WORK INSTRUCTIONS
Each entry needs to be reproduced exactly as it is.

DATA FOR THIS TASK
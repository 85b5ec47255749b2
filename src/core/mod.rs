//! Core business logic.
//!
//! Ledger operations follow one pattern: load the whole entity table,
//! mutate in memory, write the whole table back (the record store holds
//! the entity lock across the cycle). Nothing here caches; derived
//! metrics are recomputed from fresh snapshots on every call. Every
//! mutating operation takes an explicit `actor` so the log records who
//! did what; the core never interprets the actor beyond logging it.

/// Daily checklist log
pub mod checklist;
/// Livestock ledger (intake, exits, corrections)
pub mod livestock;
/// Market price reference
pub mod market;
/// Pasture register
pub mod pasture;
/// Payroll ledger (fixed roster + day labor)
pub mod payroll;
/// Snapshot formatting for the dashboard
pub mod report;
/// Herd valuation and profitability engine
pub mod valuation;
//! Staff entity - the fixed-roster worker record.
//!
//! Roster edits are keyed by `id` and applied in place. The `Owner` role
//! is distinguished: the migrator re-asserts it on the row whose name
//! matches the configured owner exactly, and the presentation layer uses
//! it as its access-control gate.

use super::{Record, Status};
use serde::{Deserialize, Serialize};

/// Closed set of roster roles.
#[derive(Copy, Clone, Debug, PartialEq, Eq, Serialize, Deserialize)]
pub enum Role {
    /// Ranch owner; grants administrative access in the presentation layer
    Owner,
    /// Ranch manager
    Manager,
    /// Foreman
    Foreman,
    /// General ranch hand
    Hand,
    /// Tractor / machinery operator
    #[serde(rename = "Tractor-Driver")]
    TractorDriver,
    /// Cook
    Cook,
    /// Default role back-filled by migration for rows predating the column
    Operational,
    /// Anything else
    Other,
}

/// One row of the fixed-staff roster.
#[derive(Clone, Debug, PartialEq, Serialize, Deserialize)]
pub struct StaffMember {
    /// Unique roster id, the key for in-place edits
    pub id: u64,
    /// Worker name
    pub name: String,
    /// Roster role
    pub role: Role,
    /// Day-to-day function, free text
    pub function: String,
    /// Contact phone, free text
    pub phone: String,
    /// Active while employed
    pub status: Status,
}

impl Record for StaffMember {
    fn key(&self) -> String {
        self.id.to_string()
    }
}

SOLUTION
repository 85b5ec47255749b2
filename src/core/mod.rs
//! Core business logic.
//!
//! Ledger operations follow one pattern: load the whole entity table,
//! mutate in memory, write the whole table back (the record store holds
//! the entity lock across the cycle). Nothing here caches; derived
//! metrics are recomputed from fresh snapshots on every call. Every
//! mutating operation takes an explicit `actor` so the log records who
//! did what; the core never interprets the actor beyond logging it.

/// Daily checklist log
pub mod checklist;
/// Livestock ledger (intake, exits, corrections)
pub mod livestock;
/// Market price reference
pub mod market;
/// Pasture register
pub mod pasture;
/// Payroll ledger (fixed roster + day labor)
pub mod payroll;
/// Snapshot formatting for the dashboard
pub mod report;
/// Herd valuation and profitability engine
pub mod valuation;
//! Staff entity - the fixed-roster worker record.
//!
//! Roster edits are keyed by `id` and applied in place. The `Owner` role
//! is distinguished: the migrator re-asserts it on the row whose name
//! matches the configured owner exactly, and the presentation layer uses
//! it as its access-control gate.

use super::{Record, Status};
use serde::{Deserialize, Serialize};

/// Closed set of roster roles.
#[derive(Copy, Clone, Debug, PartialEq, Eq, Serialize, Deserialize)]
pub enum Role {
    /// Ranch owner; grants administrative access in the presentation layer
    Owner,
    /// Ranch manager
    Manager,
    /// Foreman
    Foreman,
    /// General ranch hand
    Hand,
    /// Tractor / machinery operator
    #[serde(rename = "Tractor-Driver")]
    TractorDriver,
    /// Cook
    Cook,
    /// Default role back-filled by migration for rows predating the column
    Operational,
    /// Anything else
    Other,
}

/// One row of the fixed-staff roster.
#[derive(Clone, Debug, PartialEq, Serialize, Deserialize)]
pub struct StaffMember {
    /// Unique roster id, the key for in-place edits
    pub id: u64,
    /// Worker name
    pub name: String,
    /// Roster role
    pub role: Role,
    /// Day-to-day function, free text
    pub function: String,
    /// Contact phone, free text
    pub phone: String,
    /// Active while employed
    pub status: Status,
}

impl Record for StaffMember {
    fn key(&self) -> String {
        self.id.to_string()
    }
}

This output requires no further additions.